Instructions to follow:
For this exercise, return exactly the lines of the material below that begin at the one with "use serde::Serialize;" and stop after the one with "pub static PAYLOAD_TOO_LARGE: &str".

Records for the exercise:
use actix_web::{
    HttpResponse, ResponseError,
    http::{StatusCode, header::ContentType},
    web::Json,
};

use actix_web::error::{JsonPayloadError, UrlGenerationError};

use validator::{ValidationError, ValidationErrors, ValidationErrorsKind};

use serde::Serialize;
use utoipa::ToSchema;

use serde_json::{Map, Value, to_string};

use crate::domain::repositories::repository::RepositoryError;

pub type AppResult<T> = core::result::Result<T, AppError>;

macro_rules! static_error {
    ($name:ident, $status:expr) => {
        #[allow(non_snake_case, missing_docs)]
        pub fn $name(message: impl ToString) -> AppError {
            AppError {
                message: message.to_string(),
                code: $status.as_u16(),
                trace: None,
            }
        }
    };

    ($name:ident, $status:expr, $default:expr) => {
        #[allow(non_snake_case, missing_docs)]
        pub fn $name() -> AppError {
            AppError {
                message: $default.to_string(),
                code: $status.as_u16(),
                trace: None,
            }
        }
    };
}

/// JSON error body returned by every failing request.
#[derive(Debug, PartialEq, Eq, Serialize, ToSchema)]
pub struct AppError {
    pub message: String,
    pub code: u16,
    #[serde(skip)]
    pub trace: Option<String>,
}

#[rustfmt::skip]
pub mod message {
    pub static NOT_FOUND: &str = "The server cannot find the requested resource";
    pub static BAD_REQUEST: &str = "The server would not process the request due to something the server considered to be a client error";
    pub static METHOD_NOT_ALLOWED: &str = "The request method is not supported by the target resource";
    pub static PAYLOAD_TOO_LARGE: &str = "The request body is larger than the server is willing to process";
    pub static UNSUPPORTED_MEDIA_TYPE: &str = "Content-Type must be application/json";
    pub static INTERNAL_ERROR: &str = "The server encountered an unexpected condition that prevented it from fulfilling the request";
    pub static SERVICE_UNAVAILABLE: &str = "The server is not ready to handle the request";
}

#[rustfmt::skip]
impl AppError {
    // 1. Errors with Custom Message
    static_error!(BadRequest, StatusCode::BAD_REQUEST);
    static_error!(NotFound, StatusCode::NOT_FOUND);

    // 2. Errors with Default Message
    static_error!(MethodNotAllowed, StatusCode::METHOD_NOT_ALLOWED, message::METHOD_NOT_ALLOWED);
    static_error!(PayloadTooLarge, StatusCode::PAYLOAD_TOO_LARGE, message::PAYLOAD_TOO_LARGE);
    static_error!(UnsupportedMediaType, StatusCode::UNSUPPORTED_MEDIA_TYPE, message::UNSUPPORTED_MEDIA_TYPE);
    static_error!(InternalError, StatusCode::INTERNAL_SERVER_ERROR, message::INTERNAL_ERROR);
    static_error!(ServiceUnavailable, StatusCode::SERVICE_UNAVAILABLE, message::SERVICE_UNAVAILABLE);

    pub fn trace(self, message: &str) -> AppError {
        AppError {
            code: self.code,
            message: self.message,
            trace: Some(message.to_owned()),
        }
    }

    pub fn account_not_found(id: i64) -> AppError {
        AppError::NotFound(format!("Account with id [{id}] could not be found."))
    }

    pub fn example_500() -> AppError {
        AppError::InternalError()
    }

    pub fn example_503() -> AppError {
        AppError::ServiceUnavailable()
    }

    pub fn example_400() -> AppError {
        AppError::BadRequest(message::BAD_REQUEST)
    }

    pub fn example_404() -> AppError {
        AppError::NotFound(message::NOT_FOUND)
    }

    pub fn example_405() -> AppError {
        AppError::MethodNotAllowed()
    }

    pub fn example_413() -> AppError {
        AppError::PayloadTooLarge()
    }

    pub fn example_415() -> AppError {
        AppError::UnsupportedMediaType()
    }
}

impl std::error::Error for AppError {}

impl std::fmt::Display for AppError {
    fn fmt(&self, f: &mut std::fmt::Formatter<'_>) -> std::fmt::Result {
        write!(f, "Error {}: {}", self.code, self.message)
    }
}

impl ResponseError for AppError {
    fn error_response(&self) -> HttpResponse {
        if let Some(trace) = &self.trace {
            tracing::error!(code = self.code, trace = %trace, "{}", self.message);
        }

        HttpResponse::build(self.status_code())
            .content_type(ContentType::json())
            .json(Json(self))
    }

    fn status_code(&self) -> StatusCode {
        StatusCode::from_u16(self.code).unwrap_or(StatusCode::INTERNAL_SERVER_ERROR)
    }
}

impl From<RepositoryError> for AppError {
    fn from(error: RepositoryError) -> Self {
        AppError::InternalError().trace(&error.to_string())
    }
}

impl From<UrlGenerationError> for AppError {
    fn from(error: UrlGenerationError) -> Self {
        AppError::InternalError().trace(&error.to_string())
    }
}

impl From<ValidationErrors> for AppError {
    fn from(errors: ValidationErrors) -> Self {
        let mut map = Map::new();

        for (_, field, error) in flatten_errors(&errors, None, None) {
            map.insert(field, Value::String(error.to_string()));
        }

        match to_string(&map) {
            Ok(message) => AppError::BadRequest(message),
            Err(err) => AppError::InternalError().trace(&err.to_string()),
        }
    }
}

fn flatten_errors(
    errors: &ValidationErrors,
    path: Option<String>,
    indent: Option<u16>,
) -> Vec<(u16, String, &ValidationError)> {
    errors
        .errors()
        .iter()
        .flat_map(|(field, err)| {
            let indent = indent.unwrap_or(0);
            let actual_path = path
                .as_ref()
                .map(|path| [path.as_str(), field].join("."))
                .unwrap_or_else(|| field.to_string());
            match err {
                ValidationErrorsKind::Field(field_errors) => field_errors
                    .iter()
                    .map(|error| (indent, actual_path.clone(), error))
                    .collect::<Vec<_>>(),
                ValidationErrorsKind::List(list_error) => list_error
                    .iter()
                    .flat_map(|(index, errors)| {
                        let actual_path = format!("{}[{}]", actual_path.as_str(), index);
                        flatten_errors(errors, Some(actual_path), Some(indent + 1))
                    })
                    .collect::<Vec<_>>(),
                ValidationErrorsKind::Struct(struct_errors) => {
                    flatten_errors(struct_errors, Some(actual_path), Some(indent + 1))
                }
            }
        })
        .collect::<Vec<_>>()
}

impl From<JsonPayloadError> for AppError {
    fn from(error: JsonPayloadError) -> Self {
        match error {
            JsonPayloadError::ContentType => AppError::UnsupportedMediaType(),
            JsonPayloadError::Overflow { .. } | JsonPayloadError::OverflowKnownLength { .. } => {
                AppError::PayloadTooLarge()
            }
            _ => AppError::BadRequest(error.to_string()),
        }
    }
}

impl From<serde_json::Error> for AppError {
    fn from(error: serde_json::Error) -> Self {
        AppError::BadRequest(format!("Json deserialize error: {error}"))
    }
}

Exercise response:
use serde::Serialize;
use utoipa::ToSchema;

use serde_json::{Map, Value, to_string};

use crate::domain::repositories::repository::RepositoryError;

pub type AppResult<T> = core::result::Result<T, AppError>;

macro_rules! static_error {
    ($name:ident, $status:expr) => {
        #[allow(non_snake_case, missing_docs)]
        pub fn $name(message: impl ToString) -> AppError {
            AppError {
                message: message.to_string(),
                code: $status.as_u16(),
                trace: None,
            }
        }
    };

    ($name:ident, $status:expr, $default:expr) => {
        #[allow(non_snake_case, missing_docs)]
        pub fn $name() -> AppError {
            AppError {
                message: $default.to_string(),
                code: $status.as_u16(),
                trace: None,
            }
        }
    };
}

/// JSON error body returned by every failing request.
#[derive(Debug, PartialEq, Eq, Serialize, ToSchema)]
pub struct AppError {
    pub message: String,
    pub code: u16,
    #[serde(skip)]
    pub trace: Option<String>,
}

#[rustfmt::skip]
pub mod message {
    pub static NOT_FOUND: &str = "The server cannot find the requested resource";
    pub static BAD_REQUEST: &str = "The server would not process the request due to something the server considered to be a client error";
    pub static METHOD_NOT_ALLOWED: &str = "The request method is not supported by the target resource";
    pub static PAYLOAD_TOO_LARGE: &str = "The request body is larger than the server is willing to process";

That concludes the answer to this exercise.